The Legions of the Mist

Home > Other > The Legions of the Mist > Page 24
The Legions of the Mist Page 24

by The Legions of the Mist (retail) (epub)


  The necessity for major action was brought home forcibly a few nights later. Justin, grown restless while Gwytha was occupied with the baby, flung his cloak about him, looked at Finn asleep by the brazier, and went out alone for a walk.

  Wandering through the streets, he passed many of the legionaries from the fort, come into town to watch a cockfight or buy a pot of rubbing oil for sore muscles… and many just to cap off a day’s work with a night’s amusement. Down a side street, behind the glow of an open doorway, someone was singing, accompanied by the stamp of feet and the drumming of cups on the tabletop, and an occasional request to shut up and give the world some peace.
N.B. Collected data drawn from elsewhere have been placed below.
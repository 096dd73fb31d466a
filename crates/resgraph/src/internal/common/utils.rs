use crate::{Duration, Time};

/// Checks at compile-time that the given type $ty has the corresponding $size.
///
/// It can be used to prevent performance-critical data structures to grow in size unexpectedly.
#[macro_export]
macro_rules! static_assert_size {
    ($ty:ty, $size:expr) => {
        const _: [(); $size] = [(); ::std::mem::size_of::<$ty>()];
    };
}

/// Exclusive end of the window `[at, at + duration)`, `None` on overflow.
#[inline]
pub fn window_end(at: Time, duration: Duration) -> Option<Time> {
    i64::try_from(duration)
        .ok()
        .and_then(|duration| at.checked_add(duration))
}

pub fn format_comma_delimited<I: IntoIterator<Item = T>, T: std::fmt::Display>(items: I) -> String {
    items
        .into_iter()
        .map(|item| item.to_string())
        .collect::<Vec<_>>()
        .join(",")
}

#[cfg(test)]
mod tests {
    use super::*;

    #[test]
    fn window_end_overflow() {
        assert_eq!(window_end(10, 5), Some(15));
        assert_eq!(window_end(i64::MAX - 1, 5), None);
        assert_eq!(window_end(0, u64::MAX), None);
    }

    #[test]
    fn comma_delimited() {
        assert_eq!(format_comma_delimited(["a", "b"]), "a,b");
        assert_eq!(format_comma_delimited(Vec::<u32>::new()), "");
    }
}
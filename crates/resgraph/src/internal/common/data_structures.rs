use fxhash::FxBuildHasher;

/// Hash map used throughout the crate. Iteration order is unspecified, so anything that
/// has to be deterministic (scoring, commit order) keeps its own ordered structure.
pub type Map<K, V> = hashbrown::HashMap<K, V, FxBuildHasher>;

pub type Set<T> = hashbrown::HashSet<T, FxBuildHasher>;
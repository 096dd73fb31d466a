use crate::internal::graph::ResourcePool;
use crate::internal::jobspec::ResourceSpec;
use crate::internal::policy::MatchPolicy;
use crate::internal::scoring::Fold;

pub const PERF_CLASS_PROPERTY: &str = "perf_class";
pub const DEFAULT_PERF_CLASS: i64 = 9999;

/// Prefers pools of the lowest performance class, so that a job does not spread across
/// pools with different performance.
#[derive(Debug, Default, Clone)]
pub struct VariationAware;

impl VariationAware {
    pub fn perf_class(pool: &ResourcePool) -> i64 {
        pool.property(PERF_CLASS_PROPERTY)
            .and_then(|value| value.trim().parse::<i64>().ok())
            .filter(|class| (0..=DEFAULT_PERF_CLASS).contains(class))
            .unwrap_or(DEFAULT_PERF_CLASS)
    }
}

impl MatchPolicy for VariationAware {
    fn name(&self) -> &'static str {
        "variation"
    }

    fn fold(&self) -> Fold {
        Fold::Less
    }

    fn score(&self, pool: &ResourcePool, _spec: Option<&ResourceSpec>) -> i64 {
        Self::perf_class(pool)
    }
}
use serde::{Deserialize, Serialize};

use crate::internal::common::error::RgError;
use crate::internal::common::Set;
use crate::internal::graph::SLOT_TYPE;
use crate::internal::jobspec::count::Count;
use crate::{Duration, SYSTEM_DEFAULT_DURATION, SYSTEM_MAX_DURATION};

/// Exclusivity requested for a specification node.
///
/// Serialized as an optional boolean (`null`, `true`, `false`).
#[derive(Default, Debug, Copy, Clone, PartialEq, Eq, Hash, Serialize, Deserialize)]
#[serde(from = "Option<bool>", into = "Option<bool>")]
pub enum Exclusivity {
    #[default]
    Unspecified,
    Exclusive,
    Shared,
}

impl From<Option<bool>> for Exclusivity {
    fn from(value: Option<bool>) -> Self {
        match value {
            None => Exclusivity::Unspecified,
            Some(true) => Exclusivity::Exclusive,
            Some(false) => Exclusivity::Shared,
        }
    }
}

impl From<Exclusivity> for Option<bool> {
    fn from(value: Exclusivity) -> Self {
        match value {
            Exclusivity::Unspecified => None,
            Exclusivity::Exclusive => Some(true),
            Exclusivity::Shared => Some(false),
        }
    }
}

/// Pool property that a matched pool has to carry. Without a value only presence is checked.
#[derive(Debug, Clone, PartialEq, Eq, Hash, Serialize, Deserialize)]
pub struct PropertyConstraint {
    pub name: String,
    #[serde(default)]
    pub value: Option<String>,
}

#[derive(Debug, Clone, PartialEq, Eq, Serialize, Deserialize)]
pub struct ResourceSpec {
    #[serde(rename = "type")]
    pub resource_type: String,
    #[serde(default)]
    pub count: Count,
    #[serde(default)]
    pub exclusive: Exclusivity,
    #[serde(default)]
    pub with: Vec<ResourceSpec>,
    #[serde(default, skip_serializing_if = "Option::is_none")]
    pub label: Option<String>,
    #[serde(default, skip_serializing_if = "Vec::is_empty")]
    pub requires: Vec<PropertyConstraint>,
}

impl ResourceSpec {
    pub fn new(resource_type: &str, count: impl Into<Count>) -> Self {
        ResourceSpec {
            resource_type: resource_type.to_string(),
            count: count.into(),
            exclusive: Exclusivity::Unspecified,
            with: Vec::new(),
            label: None,
            requires: Vec::new(),
        }
    }

    /// Slot of `count` copies of the shape described by `with`.
    pub fn slot(count: impl Into<Count>, with: Vec<ResourceSpec>) -> Self {
        ResourceSpec {
            with,
            ..ResourceSpec::new(SLOT_TYPE, count)
        }
    }

    pub fn exclusive(mut self) -> Self {
        self.exclusive = Exclusivity::Exclusive;
        self
    }

    pub fn shared(mut self) -> Self {
        self.exclusive = Exclusivity::Shared;
        self
    }

    pub fn child(mut self, child: ResourceSpec) -> Self {
        self.with.push(child);
        self
    }

    pub fn label(mut self, label: &str) -> Self {
        self.label = Some(label.to_string());
        self
    }

    pub fn requires(mut self, name: &str, value: Option<&str>) -> Self {
        self.requires.push(PropertyConstraint {
            name: name.to_string(),
            value: value.map(|v| v.to_string()),
        });
        self
    }

    #[inline]
    pub fn is_slot(&self) -> bool {
        self.resource_type == SLOT_TYPE
    }

    pub fn validate(&self) -> crate::Result<()> {
        validate_level(std::slice::from_ref(self), false)
    }
}

fn validate_level(specs: &[ResourceSpec], exclusive_above: bool) -> crate::Result<()> {
    let mut seen: Set<&str> = Set::default();
    for spec in specs {
        if spec.resource_type.is_empty() {
            return Err(RgError::InvalidSpecification(
                "resource type must not be empty".into(),
            ));
        }
        spec.count.validate().map_err(|e| match e {
            RgError::InvalidSpecification(msg) => {
                RgError::InvalidSpecification(format!("{}: {msg}", spec.resource_type))
            }
            e => e,
        })?;
        if !seen.insert(&spec.resource_type) {
            return Err(RgError::InvalidSpecification(format!(
                "resource type '{}' is requested twice at the same level",
                spec.resource_type
            )));
        }
        if exclusive_above && spec.exclusive == Exclusivity::Shared {
            return Err(RgError::InvalidSpecification(format!(
                "'{}' is requested as shared inside an exclusive resource",
                spec.resource_type
            )));
        }
        if spec.is_slot() && spec.with.is_empty() {
            return Err(RgError::InvalidSpecification("slot must not be empty".into()));
        }
        let exclusive = exclusive_above || spec.is_slot() || spec.exclusive == Exclusivity::Exclusive;
        validate_level(&spec.with, exclusive)?;
    }
    Ok(())
}

/// A request: top-level resource specifications and how long they are needed.
#[derive(Debug, Clone, PartialEq, Eq, Serialize, Deserialize)]
pub struct JobSpec {
    pub resources: Vec<ResourceSpec>,
    #[serde(default, skip_serializing_if = "Option::is_none")]
    pub duration: Option<Duration>,
}

impl JobSpec {
    pub fn new(resources: Vec<ResourceSpec>) -> Self {
        JobSpec {
            resources,
            duration: None,
        }
    }

    pub fn with_duration(mut self, duration: Duration) -> Self {
        self.duration = Some(duration);
        self
    }

    /// Checks the resource tree and returns the duration the request asks for.
    pub fn validate(&self, default_duration: Duration, max_duration: Duration) -> crate::Result<Duration> {
        if self.resources.is_empty() {
            return Err(RgError::InvalidSpecification(
                "no resources requested".into(),
            ));
        }
        validate_level(&self.resources, false)?;
        let duration = self.duration.unwrap_or(default_duration);
        if duration == 0 || duration > max_duration {
            return Err(RgError::InvalidSpecification(format!(
                "duration {duration} is outside of (0, {max_duration}]"
            )));
        }
        Ok(duration)
    }

    pub fn validate_with_system_defaults(&self) -> crate::Result<Duration> {
        self.validate(SYSTEM_DEFAULT_DURATION, SYSTEM_MAX_DURATION)
    }
}

#[cfg(test)]
mod tests {
    use super::*;
    use crate::internal::jobspec::count::CountOperator;

    fn node_with_cores(cores: u32) -> ResourceSpec {
        ResourceSpec::new("node", 1).child(ResourceSpec::new("core", cores))
    }

    #[test]
    fn valid_spec_uses_default_duration() {
        let spec = JobSpec::new(vec![node_with_cores(2)]);
        assert_eq!(spec.validate_with_system_defaults().unwrap(), 43200);
        let spec = spec.with_duration(10);
        assert_eq!(spec.validate_with_system_defaults().unwrap(), 10);
    }

    #[test]
    fn duration_limits() {
        let spec = JobSpec::new(vec![node_with_cores(2)]).with_duration(0);
        assert!(matches!(
            spec.validate_with_system_defaults(),
            Err(RgError::InvalidSpecification(_))
        ));
        let spec = JobSpec::new(vec![node_with_cores(2)]).with_duration(SYSTEM_MAX_DURATION + 1);
        assert!(spec.validate_with_system_defaults().is_err());
    }

    #[test]
    fn rejects_bad_trees() {
        assert!(JobSpec::new(vec![]).validate_with_system_defaults().is_err());
        assert!(node_with_cores(0).validate().is_err());
        assert!(ResourceSpec::slot(1, vec![]).validate().is_err());
        assert!(ResourceSpec::new("", 1).validate().is_err());
        let twice = ResourceSpec::new("node", 1)
            .child(ResourceSpec::new("core", 1))
            .child(ResourceSpec::new("core", 2));
        assert!(twice.validate().is_err());
        let bad_operand = ResourceSpec::new(
            "core",
            Count::range(1, 4).with_operator(CountOperator::Mul, 1),
        );
        assert!(bad_operand.validate().is_err());
    }

    #[test]
    fn shared_inside_exclusive_is_rejected() {
        let spec = ResourceSpec::new("node", 1)
            .exclusive()
            .child(ResourceSpec::new("core", 1).shared());
        assert!(spec.validate().is_err());
        let spec = ResourceSpec::slot(1, vec![ResourceSpec::new("core", 1).shared()]);
        assert!(spec.validate().is_err());
        let spec = ResourceSpec::new("node", 1)
            .shared()
            .child(ResourceSpec::new("core", 1).exclusive());
        assert!(spec.validate().is_ok());
    }

    #[test]
    fn deserialize_from_json() {
        let spec: JobSpec = serde_json::from_str(
            r#"{
                "resources": [{
                    "type": "node",
                    "count": {"min": 1},
                    "exclusive": true,
                    "with": [{
                        "type": "slot",
                        "count": {"min": 2, "max": 4},
                        "label": "task",
                        "with": [{"type": "core", "count": 2}]
                    }]
                }],
                "duration": 3600
            }"#,
        )
        .unwrap();
        let node = &spec.resources[0];
        assert_eq!(node.exclusive, Exclusivity::Exclusive);
        assert_eq!(node.count, Count::range(1, u32::MAX));
        let slot = &node.with[0];
        assert!(slot.is_slot());
        assert_eq!(slot.label.as_deref(), Some("task"));
        assert_eq!(slot.count, Count::range(2, 4));
        assert_eq!(slot.with[0].exclusive, Exclusivity::Unspecified);
        assert_eq!(slot.with[0].count, Count::exact(2));
        assert_eq!(spec.validate_with_system_defaults().unwrap(), 3600);
    }
}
  Justin turned and headed in that direction. He had no other place in particular to go, and the noise was growing louder and more quarrelsome. He had the feeling there would be trouble in a minute. Perhaps the presence of an officer would put a damper on their spirits.

  When he reached the doorway, he saw the wineshop keeper, with a worried expression, refusing to serve anything more to a truculent-looking legionary in a torn tunic.

  ‘You’ve had enough. I know you, Junius, and you fight when you’re drunk. Go along now, before your yelling has the Watch in here.’

  ‘You used to march with the Eagles yourself, Varus,’ another man said. ‘Since when do you refuse a brother his right to a drink?’

  ‘Since he becomes too drunk to need any more,’ Justin said, coming in under the lintel.

  Junius turned around to stare at the newcomer. ‘Has the centurion any more sage advice?’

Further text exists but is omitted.